Records shown |
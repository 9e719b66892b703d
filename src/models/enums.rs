use crate::db::DatabaseError;

/// Macro to generate enum with as_str + FromStr + serde via wire string.
///
/// Serialization goes through `as_str` so the JSON and database forms
/// are identical (several statuses use legacy mixed-case wire values).
macro_rules! str_enum {
    ($name:ident { $($variant:ident => $s:literal),+ $(,)? }) => {
        #[derive(Debug, Clone, Copy, PartialEq, Eq)]
        pub enum $name {
            $($variant),+
        }

        impl $name {
            pub fn as_str(&self) -> &'static str {
                match self {
                    $(Self::$variant => $s),+
                }
            }
        }

        impl std::fmt::Display for $name {
            fn fmt(&self, f: &mut std::fmt::Formatter<'_>) -> std::fmt::Result {
                f.write_str(self.as_str())
            }
        }

        impl std::str::FromStr for $name {
            type Err = DatabaseError;

            fn from_str(s: &str) -> Result<Self, Self::Err> {
                match s {
                    $($s => Ok(Self::$variant)),+,
                    _ => Err(DatabaseError::InvalidEnum {
                        field: stringify!($name).into(),
                        value: s.into(),
                    }),
                }
            }
        }

        impl serde::Serialize for $name {
            fn serialize<S: serde::Serializer>(&self, s: S) -> Result<S::Ok, S::Error> {
                s.serialize_str(self.as_str())
            }
        }

        impl<'de> serde::Deserialize<'de> for $name {
            fn deserialize<D: serde::Deserializer<'de>>(d: D) -> Result<Self, D::Error> {
                let s = <String as serde::Deserialize>::deserialize(d)?;
                s.parse().map_err(serde::de::Error::custom)
            }
        }
    };
}

str_enum!(TestStatus {
    // Legacy value: referenced only by the delete guard; the create path
    // never produces it. Kept for wire compatibility.
    Pending => "Pending",
    BillingPending => "Billing_Pending",
    BillingGenerated => "Billing_Generated",
    BillingPaid => "Billing_Paid",
    SuperadminReview => "Superadmin_Review",
    SuperadminApproved => "Superadmin_Approved",
    SuperadminRejected => "Superadmin_Rejected",
    Assigned => "Assigned",
    SampleCollectionScheduled => "Sample_Collection_Scheduled",
    SampleCollected => "Sample_Collected",
    InLabTesting => "In_Lab_Testing",
    TestingCompleted => "Testing_Completed",
    ReportGenerated => "Report_Generated",
    ReportSent => "Report_Sent",
    Completed => "Completed",
    FeedbackSent => "feedback_sent",
    Cancelled => "Cancelled",
});

str_enum!(WorkflowStage {
    DoctorRequest => "doctor_request",
    Billing => "billing",
    SuperadminReview => "superadmin_review",
    LabAssignment => "lab_assignment",
    SampleCollection => "sample_collection",
    LabTesting => "lab_testing",
    Reporting => "reporting",
    Completed => "completed",
    Cancelled => "cancelled",
});

str_enum!(BillingStatus {
    NotGenerated => "not_generated",
    Generated => "generated",
    PaymentReceived => "payment_received",
    Paid => "paid",
});

str_enum!(ReviewStatus {
    Pending => "pending",
    RequiresChanges => "requires_changes",
    Approved => "approved",
    Rejected => "rejected",
    Reviewed => "reviewed",
});

str_enum!(Urgency {
    Normal => "Normal",
    Urgent => "Urgent",
    Emergency => "Emergency",
});

str_enum!(SampleCollectionStatus {
    Scheduled => "Scheduled",
    InProgress => "In_Progress",
    Completed => "Completed",
});

str_enum!(SendMethod {
    Email => "email",
    Portal => "portal",
    Print => "print",
});

str_enum!(Role {
    Superadmin => "superadmin",
    SuperadminDoctor => "superadmin_doctor",
    CenterAdmin => "center_admin",
    Doctor => "doctor",
    Receptionist => "receptionist",
    LabAdmin => "lab_admin",
    LabStaff => "lab_staff",
});

str_enum!(ReviewAction {
    Approve => "approve",
    Reject => "reject",
    RequireChanges => "require_changes",
});

str_enum!(NotificationKind {
    TestRequestCreated => "test_request_created",
    LabStaffAssigned => "lab_staff_assigned",
    ReviewApproved => "review_approved",
    ReviewRejected => "review_rejected",
});

impl TestStatus {
    /// The coarse UI grouping label; always derived from status so the
    /// two fields cannot contradict each other.
    pub fn stage(&self) -> WorkflowStage {
        match self {
            Self::Pending | Self::SuperadminRejected => WorkflowStage::DoctorRequest,
            Self::BillingPending | Self::BillingGenerated | Self::BillingPaid => {
                WorkflowStage::Billing
            }
            Self::SuperadminReview => WorkflowStage::SuperadminReview,
            Self::SuperadminApproved | Self::Assigned => WorkflowStage::LabAssignment,
            Self::SampleCollectionScheduled | Self::SampleCollected => {
                WorkflowStage::SampleCollection
            }
            Self::InLabTesting | Self::TestingCompleted => WorkflowStage::LabTesting,
            Self::ReportGenerated | Self::ReportSent => WorkflowStage::Reporting,
            Self::Completed | Self::FeedbackSent => WorkflowStage::Completed,
            Self::Cancelled => WorkflowStage::Cancelled,
        }
    }

    /// Whether a report artifact may be inspected or downloaded.
    pub fn report_available(&self) -> bool {
        matches!(
            self,
            Self::ReportGenerated | Self::ReportSent | Self::Completed | Self::FeedbackSent
        )
    }
}

impl Role {
    /// Global roles are not bound to a single center.
    pub fn is_global(&self) -> bool {
        matches!(self, Self::Superadmin | Self::SuperadminDoctor)
    }
}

Task statement |
Nothing but a number, please: how many lines of the listing hold the word "BillingGenerated"?

Result of this task |
2